The task ->
Copy out all lines from the entries below in which "while" occurs.

Given records ->
******
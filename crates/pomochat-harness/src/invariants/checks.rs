//! Standard invariant checks.
//!
//! These invariants capture behavioral properties that must always hold.
//! They verify WHAT must be true, not specific test scenarios.

use pomochat_core::RoomId;

use super::{Invariant, InvariantKind, InvariantResult, SystemSnapshot, Violation};

/// A session is never connecting and connected at the same time.
pub struct ConnectingConnectedExclusive;

impl Invariant for ConnectingConnectedExclusive {
    fn kind(&self) -> InvariantKind {
        InvariantKind::ConnectingConnectedExclusive
    }

    fn check(&self, state: &SystemSnapshot) -> InvariantResult {
        for session in &state.sessions {
            if session.current.is_connecting && session.current.is_connected {
                return Err(Violation {
                    invariant: self.kind(),
                    message: format!("session {}: connecting and connected", session.name),
                });
            }
        }
        Ok(())
    }
}

/// An active room exists exactly while connected.
///
/// A room without a connection would accept messages nobody can deliver;
/// a connection without a room would drop inbound messages.
pub struct RoomRequiresConnection;

impl Invariant for RoomRequiresConnection {
    fn kind(&self) -> InvariantKind {
        InvariantKind::RoomRequiresConnection
    }

    fn check(&self, state: &SystemSnapshot) -> InvariantResult {
        for session in &state.sessions {
            let has_room = session.current.active_room.is_some();
            if has_room != session.current.is_connected {
                return Err(Violation {
                    invariant: self.kind(),
                    message: format!(
                        "session {}: has_room={has_room} but is_connected={}",
                        session.name, session.current.is_connected
                    ),
                });
            }
        }
        Ok(())
    }
}

/// A transport is exposed exactly while connected.
pub struct TransportMatchesConnection;

impl Invariant for TransportMatchesConnection {
    fn kind(&self) -> InvariantKind {
        InvariantKind::TransportMatchesConnection
    }

    fn check(&self, state: &SystemSnapshot) -> InvariantResult {
        for session in &state.sessions {
            let has_transport = session.current.transport.is_some();
            if has_transport != session.current.is_connected {
                return Err(Violation {
                    invariant: self.kind(),
                    message: format!(
                        "session {}: transport={:?} but is_connected={}",
                        session.name, session.current.transport, session.current.is_connected
                    ),
                });
            }
        }
        Ok(())
    }
}

/// The room id is the sorted pair of the room's participants.
pub struct RoomIdMatchesParticipants;

impl Invariant for RoomIdMatchesParticipants {
    fn kind(&self) -> InvariantKind {
        InvariantKind::RoomIdMatchesParticipants
    }

    fn check(&self, state: &SystemSnapshot) -> InvariantResult {
        for session in &state.sessions {
            let Some(room) = &session.current.active_room else { continue };
            let expected = RoomId::derive(&room.participant_a, &room.participant_b);
            if room.id != expected {
                return Err(Violation {
                    invariant: self.kind(),
                    message: format!(
                        "session {}: room id {} but participants give {expected}",
                        session.name, room.id
                    ),
                });
            }
        }
        Ok(())
    }
}

/// Within one connection, the message log only grows at the end.
///
/// Compares each session with its previous step. Earlier messages are never
/// reordered, rewritten or removed while the same transport is open.
pub struct MessageLogAppendOnly;

impl Invariant for MessageLogAppendOnly {
    fn kind(&self) -> InvariantKind {
        InvariantKind::MessageLogAppendOnly
    }

    fn check(&self, state: &SystemSnapshot) -> InvariantResult {
        for session in &state.sessions {
            let Some(previous) = &session.previous else { continue };
            let (Some(before), Some(after)) = (&previous.active_room, &session.current.active_room)
            else {
                continue;
            };
            if previous.transport != session.current.transport {
                continue; // Different connection, fresh room
            }

            if !after.messages.starts_with(&before.messages) {
                return Err(Violation {
                    invariant: self.kind(),
                    message: format!(
                        "session {}: log of {} messages is not a prefix of the new log of {}",
                        session.name,
                        before.messages.len(),
                        after.messages.len()
                    ),
                });
            }
        }
        Ok(())
    }
}

/// Sessions in rooms with the same participants agree on the room id.
pub struct RoomIdAgreement;

impl Invariant for RoomIdAgreement {
    fn kind(&self) -> InvariantKind {
        InvariantKind::RoomIdAgreement
    }

    fn check(&self, state: &SystemSnapshot) -> InvariantResult {
        let rooms: Vec<_> = state
            .sessions
            .iter()
            .filter_map(|s| s.current.active_room.as_ref().map(|room| (s, room)))
            .collect();

        for (i, (first, a)) in rooms.iter().enumerate() {
            for (second, b) in &rooms[i + 1..] {
                let same_pair = (a.participant_a == b.participant_a
                    && a.participant_b == b.participant_b)
                    || (a.participant_a == b.participant_b && a.participant_b == b.participant_a);

                if same_pair && a.id != b.id {
                    return Err(Violation {
                        invariant: self.kind(),
                        message: format!(
                            "sessions {} and {} share participants but see rooms {} and {}",
                            first.name, second.name, a.id, b.id
                        ),
                    });
                }
            }
        }
        Ok(())
    }
}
******
Reply ->
/// An active room exists exactly while connected.
/// A transport is exposed exactly while connected.
/// reordered, rewritten or removed while the same transport is open.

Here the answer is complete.